To check the duplicate columns during analysis.
### Does this PR introduce _any_ user-facing change?
Yes, now the above will command will print out the following:
```
org.apache.spark.sql.AnalysisException: Found duplicate column(s) in the
user specified columns: `data`
```
### How was this patch tested?
Added new unit tests
Closes #33676 from imback82/replace_cols_duplicates.
Authored-by: Terry Kim <[email protected]>
Signed-off-by: Wenchen Fan <[email protected]>
---
.../sql/catalyst/analysis/CheckAnalysis.scala | 25 ++++++++++++++--------
.../spark/sql/connector/AlterTableTests.scala | 11 ++++++++++
.../connector/V2CommandsCaseSensitivitySuite.scala | 14 ++++++++++--
3 files changed, 39 insertions(+), 11 deletions(-)
diff --git
a/sql/catalyst/src/main/scala/org/apache/spark/sql/catalyst/analysis/CheckAnalysis.scala
b/sql/catalyst/src/main/scala/org/apache/spark/sql/catalyst/analysis/CheckAnalysis.scala
index 9dc5db8..d38327a 100644
---
a/sql/catalyst/src/main/scala/org/apache/spark/sql/catalyst/analysis/CheckAnalysis.scala
+++
b/sql/catalyst/src/main/scala/org/apache/spark/sql/catalyst/analysis/CheckAnalysis.scala
@@ -933,26 +933,33 @@ trait CheckAnalysis extends PredicateHelper with
LookupCatalog {
* Validates the options used for alter table commands after table and
columns are resolved.
*/
private def checkAlterTableCommand(alter: AlterTableCommand): Unit = {
- def checkColumnNotExists(
- op: String, fieldNames: Seq[String], struct: StructType, r: Resolver):
Unit = {
- if (struct.findNestedField(fieldNames, includeCollections = true,
r).isDefined) {
+ def checkColumnNotExists(op: String, fieldNames: Seq[String], struct:
StructType): Unit = {
+ if (struct.findNestedField(
+ fieldNames, includeCollections = true,
alter.conf.resolver).isDefined) {
alter.failAnalysis(s"Cannot $op column, because ${fieldNames.quoted} "
+
s"already exists in ${struct.treeString}")
}
}
+ def checkColumnNameDuplication(colsToAdd: Seq[QualifiedColType]): Unit = {
+ SchemaUtils.checkColumnNameDuplication(
+ colsToAdd.map(_.name.quoted),
+ "in the user specified columns",
+ alter.conf.resolver)
+ }
+
alter match {
case AddColumns(table: ResolvedTable, colsToAdd) =>
colsToAdd.foreach { colToAdd =>
- checkColumnNotExists("add", colToAdd.name, table.schema,
alter.conf.resolver)
+ checkColumnNotExists("add", colToAdd.name, table.schema)
}
- SchemaUtils.checkColumnNameDuplication(
- colsToAdd.map(_.name.quoted),
- "in the user specified columns",
- alter.conf.resolver)
+ checkColumnNameDuplication(colsToAdd)
+
+ case ReplaceColumns(_: ResolvedTable, colsToAdd) =>
+ checkColumnNameDuplication(colsToAdd)
case RenameColumn(table: ResolvedTable, col: ResolvedFieldName, newName)
=>
- checkColumnNotExists("rename", col.path :+ newName, table.schema,
alter.conf.resolver)
+ checkColumnNotExists("rename", col.path :+ newName, table.schema)

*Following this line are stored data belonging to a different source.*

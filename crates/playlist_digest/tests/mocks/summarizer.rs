use std::{
    fmt,
    sync::{Arc, Mutex},
};

use playlist_digest::{Summarizer, SummaryResponse};

#[derive(Debug)]
pub struct MockError {
    pub message: String,
    pub fatal: bool,
}

impl fmt::Display for MockError {
    fn fmt(&self, f: &mut fmt::Formatter<'_>) -> fmt::Result {
        f.write_str(&self.message)
    }
}

/// Answers `summary of: <user prompt>`; fails for prompts containing `fail_on`.
#[derive(Clone)]
pub struct MockSummarizer {
    /// `(system prompt, user prompt)` per call
    pub calls: Arc<Mutex<Vec<(String, String)>>>,
    pub fail_on: Option<String>,
    pub fatal: bool,
}

impl MockSummarizer {
    pub fn new() -> Self {
        Self {
            calls: Arc::new(Mutex::new(Vec::new())),
            fail_on: None,
            fatal: false,
        }
    }

    pub fn failing_on(marker: &str) -> Self {
        Self {
            fail_on: Some(marker.to_string()),
            ..Self::new()
        }
    }

    pub fn fatal_on(marker: &str) -> Self {
        Self {
            fatal: true,
            ..Self::failing_on(marker)
        }
    }

    pub fn user_prompts(&self) -> Vec<String> {
        self.calls
            .lock()
            .unwrap()
            .iter()
            .map(|(_, user)| user.clone())
            .collect()
    }

    fn answer(&self, system_prompt: &str, content: &str) -> Result<SummaryResponse, MockError> {
        self.calls
            .lock()
            .unwrap()
            .push((system_prompt.to_string(), content.to_string()));

        match &self.fail_on {
            Some(marker) if content.contains(marker.as_str()) => Err(MockError {
                message: format!("mock completion failure ({})", if self.fatal { 401 } else { 429 }),
                fatal: self.fatal,
            }),
            _ => Ok(SummaryResponse {
                summary: format!("summary of: {content}"),
            }),
        }
    }
}

impl Summarizer for MockSummarizer {
    const SUMMARIZER_MODEL: &'static str = "mock-gpt";
    type Error = MockError;

    async fn summarize(
        &self,
        system_prompt: &str,
        content: &str,
    ) -> Result<SummaryResponse, Self::Error> {
        self.answer(system_prompt, content)
    }

    fn is_fatal(error: &Self::Error) -> bool {
        error.fatal
    }
}

/// A [`MockSummarizer`] with a context window small enough to force truncation.
#[derive(Clone)]
pub struct SmallContextSummarizer(pub MockSummarizer);

impl Summarizer for SmallContextSummarizer {
    const CONTEXT_WINDOW_LIMIT: usize = 50;
    const SUMMARIZER_MODEL: &'static str = "mock-gpt-small";
    type Error = MockError;

    async fn summarize(
        &self,
        system_prompt: &str,
        content: &str,
    ) -> Result<SummaryResponse, Self::Error> {
        self.0.answer(system_prompt, content)
    }
}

case a @ AlterColumn(table: ResolvedTable, col: ResolvedFieldName, _, _,
_, _) =>
val fieldName = col.name.quoted
diff --git
a/sql/core/src/test/scala/org/apache/spark/sql/connector/AlterTableTests.scala
b/sql/core/src/test/scala/org/apache/spark/sql/connector/AlterTableTests.scala
index 1bd45f5..1b0898f 100644
---
a/sql/core/src/test/scala/org/apache/spark/sql/connector/AlterTableTests.scala
+++
b/sql/core/src/test/scala/org/apache/spark/sql/connector/AlterTableTests.scala
@@ -1175,4 +1175,15 @@ trait AlterTableTests extends SharedSparkSession {
StructField("col3", IntegerType).withComment("c3"))))
}
}
+
+ test("SPARK-36449: Replacing columns with duplicate name should not be
allowed") {
+ val t = s"${catalogAndNamespace}table_name"
+ withTable(t) {
+ sql(s"CREATE TABLE $t (data string) USING $v2Format")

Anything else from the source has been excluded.